Sun Feb 25 11:55:18 PST 2024

https://github.com/mfrancio created https://github.com/llvm/llvm-project/pull/82932

When roundtripping to bytecode an unregistered operation name that does
not contain any '.' separator, the bytecode writer will emit an op
encoding without a proper opName. In this case, the string just becomes
a possibly unknown dialect name. At parsing, this dialect name is
used as a proper operation name.

However, when the unregistered operation name coincidentally matches
that of a dialect, the parser would fail. That means we can't roundtrip
an unregistered op with a name that matches one of the registered
dialect names. For example,

```
"index"() : () -> ()
```

can be emitted but cannot be parsed, because its name is coincidentally
the same as that of the Index dialect.
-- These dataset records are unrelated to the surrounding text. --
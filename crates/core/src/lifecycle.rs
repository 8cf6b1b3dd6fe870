//! The job lifecycle controller.
//!
//! Maps the provider's externally-owned, asynchronously-completing job
//! onto the locally observable progress value. Every transition funnels
//! through the store's monotonic operations, so repeated polls,
//! concurrent polls, and out-of-order provider responses can never move
//! a job backward or thaw a terminal state.

use std::sync::Arc;
use std::time::Duration;

use tokio_util::sync::CancellationToken;

use crate::error::CoreError;
use crate::progress::JobState;
use crate::provider::{PollStatus, Provider, SubmitInput};
use crate::record::ResultRef;
use crate::resolver::ResultResolver;
use crate::store::ProgressStore;
use crate::types::JobId;

/// Drives jobs between the progress store and the provider.
///
/// Stateless apart from its collaborators; safe to share across
/// concurrent requests, including concurrent polls for the same job.
pub struct JobController {
    store: Arc<dyn ProgressStore>,
    provider: Arc<dyn Provider>,
    resolver: ResultResolver,
}

impl JobController {
    pub fn new(
        store: Arc<dyn ProgressStore>,
        provider: Arc<dyn Provider>,
        resolver: ResultResolver,
    ) -> Self {
        Self {
            store,
            provider,
            resolver,
        }
    }

    /// Create a fresh job record in [`JobState::Submitted`].
    ///
    /// Split from [`submit`](Self::submit) so the backgrounded ingestion
    /// mode can return the job id before the provider round-trip.
    pub async fn create_job(&self) -> Result<JobId, CoreError> {
        let job_id = JobId::new_v4();
        self.store.create(job_id).await?;
        tracing::debug!(job_id = %job_id, "Job created");
        Ok(job_id)
    }

    /// Hand an already-created job to the provider.
    ///
    /// On success the correlation id is persisted and the job advances
    /// to [`JobState::Accepted`]. Any provider error terminalizes the
    /// job as failed and is returned to the caller — this is the one
    /// path where failure is reported synchronously instead of via
    /// polling.
    pub async fn submit(&self, job_id: JobId, input: &SubmitInput) -> Result<(), CoreError> {
        match self.provider.submit(input).await {
            Ok(provider_job_id) => {
                self.store.mark_accepted(job_id, &provider_job_id).await?;
                tracing::info!(
                    job_id = %job_id,
                    provider_job_id = %provider_job_id,
                    "Job accepted by provider",
                );
                Ok(())
            }
            Err(e) => {
                tracing::warn!(job_id = %job_id, error = %e, "Provider rejected submission");
                self.store.advance(job_id, JobState::Failed).await?;
                Err(CoreError::Provider(e))
            }
        }
    }

    /// Create a job and submit it in one call (synchronous ingestion).
    pub async fn ingest(&self, input: &SubmitInput) -> Result<JobId, CoreError> {
        let job_id = self.create_job().await?;
        self.submit(job_id, input).await?;
        Ok(job_id)
    }

    /// Answer a progress query, advancing the state machine.
    ///
    /// Terminal jobs are returned immediately with no provider contact.
    /// Jobs without a correlation id (submission never completed)
    /// return their stored state. A provider transport error is "no new
    /// information": the last known state is returned unchanged.
    pub async fn poll(&self, job_id: JobId) -> Result<JobState, CoreError> {
        let record = self
            .store
            .get(job_id)
            .await?
            .ok_or(CoreError::NotFound(job_id))?;

        if record.state.is_terminal() {
            return Ok(record.state);
        }

        let Some(provider_job_id) = record.provider_job_id.as_deref() else {
            return Ok(record.state);
        };

        match self.provider.poll(provider_job_id).await {
            Err(e) => {
                // Transient by policy: a failed status query never fails
                // the job itself.
                tracing::debug!(
                    job_id = %job_id,
                    error = %e,
                    "Provider status query failed; keeping last known progress",
                );
                Ok(record.state)
            }
            Ok(PollStatus::InProgress) => Ok(self.store.advance(job_id, JobState::Running).await?),
            Ok(PollStatus::Failed) => {
                tracing::info!(job_id = %job_id, "Provider reported job failed");
                Ok(self.store.advance(job_id, JobState::Failed).await?)
            }
            Ok(PollStatus::Succeeded { output }) => {
                match self.resolver.resolve(job_id, &output).await {
                    Ok(result) => {
                        self.store.complete(job_id, result).await?;
                        tracing::info!(job_id = %job_id, "Job succeeded");
                        Ok(JobState::Succeeded)
                    }
                    Err(e @ CoreError::MalformedOutput(_)) => {
                        tracing::warn!(job_id = %job_id, error = %e, "Unusable provider output");
                        self.store.advance(job_id, JobState::Failed).await?;
                        Err(e)
                    }
                    // Local I/O trouble is not the provider's verdict;
                    // leave the job as-is so a later poll can retry the
                    // resolution.
                    Err(e) => Err(e),
                }
            }
        }
    }

    /// Result reference for a finished job.
    ///
    /// `NotFound` for unknown ids, `NotReady` for known jobs that have
    /// not succeeded (yet, or ever).
    pub async fn result(&self, job_id: JobId) -> Result<ResultRef, CoreError> {
        let record = self
            .store
            .get(job_id)
            .await?
            .ok_or(CoreError::NotFound(job_id))?;
        record.result.ok_or(CoreError::NotReady(job_id))
    }

    /// Inline-wait mode: poll on an interval until the job is terminal.
    ///
    /// Suspends only at network boundaries. Returns the terminal state,
    /// or the last persisted state if `cancel` fires first; callers
    /// bound the loop with a deadline (`tokio::time::timeout`). A crash
    /// mid-loop leaves the job in its last persisted non-terminal
    /// state, which external polling can still pick up.
    pub async fn run_to_completion(
        &self,
        job_id: JobId,
        poll_interval: Duration,
        cancel: CancellationToken,
    ) -> Result<JobState, CoreError> {
        let mut interval = tokio::time::interval(poll_interval);
        loop {
            tokio::select! {
                // Checked first so shutdown wins over an already-due tick.
                biased;
                _ = cancel.cancelled() => {
                    tracing::info!(job_id = %job_id, "Poll loop cancelled");
                    let record = self
                        .store
                        .get(job_id)
                        .await?
                        .ok_or(CoreError::NotFound(job_id))?;
                    return Ok(record.state);
                }
                _ = interval.tick() => {
                    let state = self.poll(job_id).await?;
                    if state.is_terminal() {
                        return Ok(state);
                    }
                }
            }
        }
    }
}

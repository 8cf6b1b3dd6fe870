//! The five-value progress domain.
//!
//! Progress is deliberately coarse: every provider-side intermediate
//! status collapses into [`JobState::Running`]. The wire contract
//! predates this codebase and is kept as-is (`-1` for failure, `100`
//! for success).

use serde::{Deserialize, Serialize};

/// Lifecycle state of a render job.
#[derive(Debug, Clone, Copy, PartialEq, Eq, Serialize, Deserialize)]
#[serde(rename_all = "snake_case")]
pub enum JobState {
    /// Job record created; payload not yet handed to the provider.
    Submitted,
    /// Provider accepted the submission and assigned a correlation id.
    Accepted,
    /// Provider reports the job as queued or running.
    Running,
    /// Terminal: provider produced a result and it has been resolved.
    Succeeded,
    /// Terminal: submission or execution failed.
    Failed,
}

impl JobState {
    /// Legacy wire percentage for this state.
    ///
    /// Note the conflation baked into the wire contract: `-1` means
    /// "failed", but the progress endpoint also answers `-1` for jobs
    /// it has never heard of. Callers that need to tell the two apart
    /// should use the state name, not the percent.
    pub const fn percent(self) -> i32 {
        match self {
            Self::Submitted => 5,
            Self::Accepted => 20,
            Self::Running => 50,
            Self::Succeeded => 100,
            Self::Failed => -1,
        }
    }

    /// Ordering rank used by the monotonic store.
    ///
    /// Ranks are ordered by lifecycle, not by wire percent: `Failed`
    /// outranks `Running` even though its percent is `-1`. The two
    /// terminal states share the maximal rank so neither can replace
    /// the other.
    pub const fn rank(self) -> u8 {
        match self {
            Self::Submitted => 0,
            Self::Accepted => 1,
            Self::Running => 2,
            Self::Succeeded | Self::Failed => 3,
        }
    }

    /// Terminal states admit no further transitions.
    pub const fn is_terminal(self) -> bool {
        matches!(self, Self::Succeeded | Self::Failed)
    }

    /// Whether the monotonic rule permits replacing `self` with `next`.
    pub const fn can_advance_to(self, next: Self) -> bool {
        !self.is_terminal() && next.rank() > self.rank()
    }

    /// Stable lowercase name, used as the `state` field on the wire.
    pub const fn as_str(self) -> &'static str {
        match self {
            Self::Submitted => "submitted",
            Self::Accepted => "accepted",
            Self::Running => "running",
            Self::Succeeded => "succeeded",
            Self::Failed => "failed",
        }
    }
}

#[cfg(test)]
mod tests {
    use super::*;

    #[test]
    fn percent_matches_legacy_values() {
        assert_eq!(JobState::Submitted.percent(), 5);
        assert_eq!(JobState::Accepted.percent(), 20);
        assert_eq!(JobState::Running.percent(), 50);
        assert_eq!(JobState::Succeeded.percent(), 100);
        assert_eq!(JobState::Failed.percent(), -1);
    }

    #[test]
    fn forward_transitions_are_allowed() {
        assert!(JobState::Submitted.can_advance_to(JobState::Accepted));
        assert!(JobState::Accepted.can_advance_to(JobState::Running));
        assert!(JobState::Running.can_advance_to(JobState::Succeeded));
        assert!(JobState::Running.can_advance_to(JobState::Failed));
        assert!(JobState::Submitted.can_advance_to(JobState::Failed));
    }

    #[test]
    fn backward_and_lateral_transitions_are_rejected() {
        assert!(!JobState::Running.can_advance_to(JobState::Accepted));
        assert!(!JobState::Accepted.can_advance_to(JobState::Submitted));
        assert!(!JobState::Running.can_advance_to(JobState::Running));
    }

    #[test]
    fn terminal_states_are_frozen() {
        for terminal in [JobState::Succeeded, JobState::Failed] {
            for next in [
                JobState::Submitted,
                JobState::Accepted,
                JobState::Running,
                JobState::Succeeded,
                JobState::Failed,
            ] {
                assert!(!terminal.can_advance_to(next));
            }
        }
    }

    #[test]
    fn failed_outranks_running_despite_negative_percent() {
        assert!(JobState::Running.can_advance_to(JobState::Failed));
        assert!(JobState::Failed.percent() < JobState::Running.percent());
    }
}
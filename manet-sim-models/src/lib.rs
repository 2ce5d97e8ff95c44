#![deny(missing_debug_implementations)]
//! Node mobility, packet queues, the neighbor oracle, and the four
//! routing protocols (AODV, DSDV, DSR, OLSR) that run on top of
//! `manet-sim-engine`'s scheduler.
//!
//! Splits the same way the teacher splits `rustasim-engine` (scheduling)
//! from `rustasim-models` (the network domain the scheduler runs).

mod context;
mod metrics;
mod mobility;
mod neighbors;
mod node;
mod packet;
mod protocols;
mod queue;
mod traffic;
mod world;

pub use context::SimContext;
pub use metrics::{Metrics, MetricsSnapshot};
pub use mobility::Mobility;
pub use neighbors::{refresh_all, refresh_one};
pub use node::{Node, NodeBuilder};
pub use packet::Packet;
pub use protocols::{Protocol, ProtocolKind};
pub use traffic::TrafficGenerator;
pub use world::{WorldBuilder, spawn_all};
The patch removes such
inconsistency.

This patch specifically fixes the bytecode roundtrip of
`mlir/test/IR/parser.mlir`.

>From 270429d9c8bf97705dfc09717961ad11f2123171 Mon Sep 17 00:00:00 2001
From: Matteo Franciolini <mfranciolini at tesla.com>
Date: Mon, 19 Feb 2024 16:13:28 -0800
Subject: [PATCH] Fix bytecode roundtrip of unregistered ops

When roundtripping to bytecode an unregistered operation name that does
not contain any '.' separator, the bytecode writer will emit an op
encoding without a proper opName. In this case, the string just becomes
a possibly unknown dialect name. At parsing, this dialect name is
used as a proper operation name.

However, when the unregistered operation name coincidentally matches
that of a dialect, the parser would fail. That means we can't roundtrip
an unregistered op with a name that matches one of the registered
dialect names. For example,

```
"index"() : () -> ()
```

can be emitted but cannot be parsed, because its name is coincidentally
the same as that of the Index dialect. The patch removes such
inconsistency.

This patch specifically fixes the bytecode roundtrip of
`mlir/test/IR/parser.mlir`.
---
 mlir/lib/Bytecode/Reader/BytecodeReader.cpp | 14 +++++---------
 1 file changed, 5 insertions(+), 9 deletions(-)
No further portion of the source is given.